Of course, on surface any approach would argue that it is about creating great teams by selecting the “top performers” – just like the ‘father’ of forced ranking ex-CEO of GE Jack Welch explains in the recent WSJ article or Patty McCord from Netflix who talks about the importance of having “stunning colleagues” who inspire each other to deliver the best performance. This is all true, of course, but there’s one critical question to answer here – how to single out the top performers in an objective and consistent way across the entire organization which is typically huge (at small companies everything is kind of obvious anyways). The widely adopted approach here is tracking multiple types of behavior – such as “seven aspects of Netflix culture” (the number can vary depending on the company). But that doesn’t address the core issue – how to distinguish the true performer from a careerist who is more preoccupied with making a good impression than actually contributing to the bottom line?
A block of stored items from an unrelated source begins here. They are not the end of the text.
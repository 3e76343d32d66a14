use core::iter::FusedIterator;

use stratagem_internals::RawAction;

use crate::action::{Action, ActionRef};

/// An iterator over references to the actions in a collection.
///
/// This iterator yields [`ActionRef`] items and is created by calling
/// [`Actions::iter`].
///
/// [`Actions::iter`]: crate::actions::Actions::iter
///
/// # Examples
///
/// ```
/// use stratagem::{Action, Actions, actions::ActionsIter};
///
/// let mut actions = Actions::new();
/// actions.push(Action::new(1, |_: &i32| {}));
/// actions.push(Action::new(2, |_: &i32| {}));
///
/// let iterator: ActionsIter<'_> = actions.iter();
/// assert_eq!(iterator.len(), 2);
/// ```
#[must_use]
pub struct ActionsIter<'a> {
    iter: core::slice::Iter<'a, RawAction>,
}

impl<'a> ActionsIter<'a> {
    /// Creates a new [`ActionsIter`] from an iterator of raw actions
    pub(crate) fn from_raw(iter: core::slice::Iter<'a, RawAction>) -> Self {
        Self { iter }
    }
}

impl<'a> Iterator for ActionsIter<'a> {
    type Item = ActionRef<'a>;

    fn next(&mut self) -> Option<Self::Item> {
        let action = self.iter.next()?.as_ref();
        Some(ActionRef::from_raw(action))
    }

    fn size_hint(&self) -> (usize, Option<usize>) {
        self.iter.size_hint()
    }
}

impl<'a> DoubleEndedIterator for ActionsIter<'a> {
    fn next_back(&mut self) -> Option<Self::Item> {
        let action = self.iter.next_back()?.as_ref();
        Some(ActionRef::from_raw(action))
    }
}

impl<'a> ExactSizeIterator for ActionsIter<'a> {
    fn len(&self) -> usize {
        self.iter.len()
    }
}

impl<'a> FusedIterator for ActionsIter<'a> {}

/// An iterator that consumes an [`Actions`] collection and yields owned
/// actions.
///
/// This iterator yields [`Action`] items and is created by calling
/// [`Actions::into_iter`].
///
/// [`Actions`]: crate::actions::Actions
/// [`Actions::into_iter`]: crate::actions::Actions#impl-IntoIterator-for-Actions
///
/// # Examples
///
/// ```
/// use stratagem::{Action, Actions, actions::ActionsIntoIter};
///
/// let mut actions = Actions::new();
/// actions.push(Action::new(1, |_: &i32| {}));
///
/// let iterator: ActionsIntoIter = actions.into_iter();
/// assert_eq!(iterator.len(), 1);
/// ```
#[must_use]
pub struct ActionsIntoIter {
    iter: alloc::vec::IntoIter<RawAction>,
}

impl ActionsIntoIter {
    /// Creates a new [`ActionsIntoIter`] from an iterator of raw actions
    pub(crate) fn from_raw(iter: alloc::vec::IntoIter<RawAction>) -> Self {
        Self { iter }
    }
}

impl Iterator for ActionsIntoIter {
    type Item = Action;

    fn next(&mut self) -> Option<Self::Item> {
        let action = self.iter.next()?;
        Some(Action::from_raw(action))
    }

    fn size_hint(&self) -> (usize, Option<usize>) {
        self.iter.size_hint()
    }
}

impl DoubleEndedIterator for ActionsIntoIter {
    fn next_back(&mut self) -> Option<Self::Item> {
        let action = self.iter.next_back()?;
        Some(Action::from_raw(action))
    }
}

impl ExactSizeIterator for ActionsIntoIter {
    fn len(&self) -> usize {
        self.iter.len()
    }
}

impl FusedIterator for ActionsIntoIter {}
The truth is – no matter how good of a manager you are – at the end of the day the employees with their boots on the ground working with each other on a daily basis – they know the best who is who. You just need to find a way of getting it out from them. As simple as it sounds 🙂

But how? Myself, I have been dealing with this issue for years now – having worked with dozens of peers, bosses and subordinates and going through the whole spectrum of experiences – from horror stories to collaboration made in heaven. In retrospect, while most of people have varying ‘hard’ and ‘soft’ skills which are more or less important in a particular context, at  the end of the day there was one thing which really counted. That something could be best described as an answer to a single question – “would I hire him/her to my own startup“?
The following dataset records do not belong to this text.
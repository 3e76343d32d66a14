//! The capability contract between values and strategies.
//!
//! A strategy is an independently-supplied implementation of a single
//! operation over a value, decoupled from the value's type. The erased
//! handles in this crate pair one value with one strategy and dispatch
//! [`Strategy::apply`] through a vtable entry bound to the concrete pair.

/// Trait for types that can act on a value of type `V`.
///
/// A strategy receives the value by shared reference and performs a side
/// effect, typically formatting the value and appending the result to some
/// output sink. Strategies may be stateless, or may hold a handle to an
/// external resource (such as a shared sink); that resource's lifetime is
/// the strategy's own concern.
///
/// Any closure of the form `Fn(&V)` is a strategy via the blanket impl, so
/// ad-hoc strategies need no named type:
///
/// ```
/// use stratagem_internals::strategy::Strategy;
///
/// struct Circle {
///     radius: f64,
/// }
///
/// let print_radius = |c: &Circle| {
///     assert_eq!(c.radius, 2.3);
/// };
/// print_radius.apply(&Circle { radius: 2.3 });
/// ```
///
/// Stateful strategies implement the trait directly:
///
/// ```
/// use core::cell::RefCell;
///
/// use stratagem_internals::strategy::Strategy;
///
/// struct CountCalls {
///     calls: RefCell<u32>,
/// }
///
/// impl Strategy<i32> for CountCalls {
///     fn apply(&self, _value: &i32) {
///         *self.calls.borrow_mut() += 1;
///     }
/// }
///
/// let counter = CountCalls {
///     calls: RefCell::new(0),
/// };
/// counter.apply(&7);
/// counter.apply(&7);
/// assert_eq!(*counter.calls.borrow(), 2);
/// ```
pub trait Strategy<V>: 'static {
    /// Applies the strategy to the value.
    ///
    /// Must not alter the identity of either side: repeated invocations on
    /// the same pair observe the same value and the same strategy state
    /// (modulo interior mutability the strategy itself opts into).
    fn apply(&self, value: &V);
}

impl<V, F> Strategy<V> for F
where
    F: Fn(&V) + 'static,
{
    fn apply(&self, value: &V) {
        self(value)
    }
}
…which prompts another question – can we have a single measurement which would assess an employee’s value to the company? Could we for example do the following:

At the end of each cycle we generate the list of, say, up to 20 people each individual worked with the most throughout that period. It is important to adopt a consistent approach of generating the list – and under no circumstances leave it to the employee to cherry-pick it. One way of doing it could be via analyzing the email traffic, meeting invites etc. Alternatively, the manager could come out with the list for each engineer in his/her team (naturally, the list will have to include the manager and all the direct reports by default). The point here – to come out with the full list of colleagues the given employee had interacted with (or “got exposed to”) the most. This is a separate question not really tied to the gist of the proposal, which is coming next.

Each person on the list then asked to anonymously answer a single question: “On a scale of 1 to 10, how likely are you to hire the person X into your own company?” – with 1 meaning “under no circumstance” and 10 meaning “would absolutely hire”.

Naturally, the results will be skewed towards positive (we usually do not like to throw our colleagues under the bus), but that could be taken into account – i.e. consider the answers 1 through 6 as generally negative, 7-8 as neutral, and only 9-10 as positive.

If the above looks a lot like “net promoter score” (NPS) – the similarity is actually intentional. Indeed, NPS – after a lot of wranglings about how to measure the success of a product or a company – ended up as the single point measurement increasingly embraced by various industries (the key – only! – question there is “On a scale of zero to 10, how likely are you to refer to a friend [a product or service of a given company]?”). Naturally, it’s not perfect – as any attempt to jam a complex assessment of business (or a person for that matter) into a single digit is by definition just an approximation – but it comes pretty close to what  companies want to track: market data shows a strong correlation between the NPS and financial success of a company – unlike any other single measurement out there.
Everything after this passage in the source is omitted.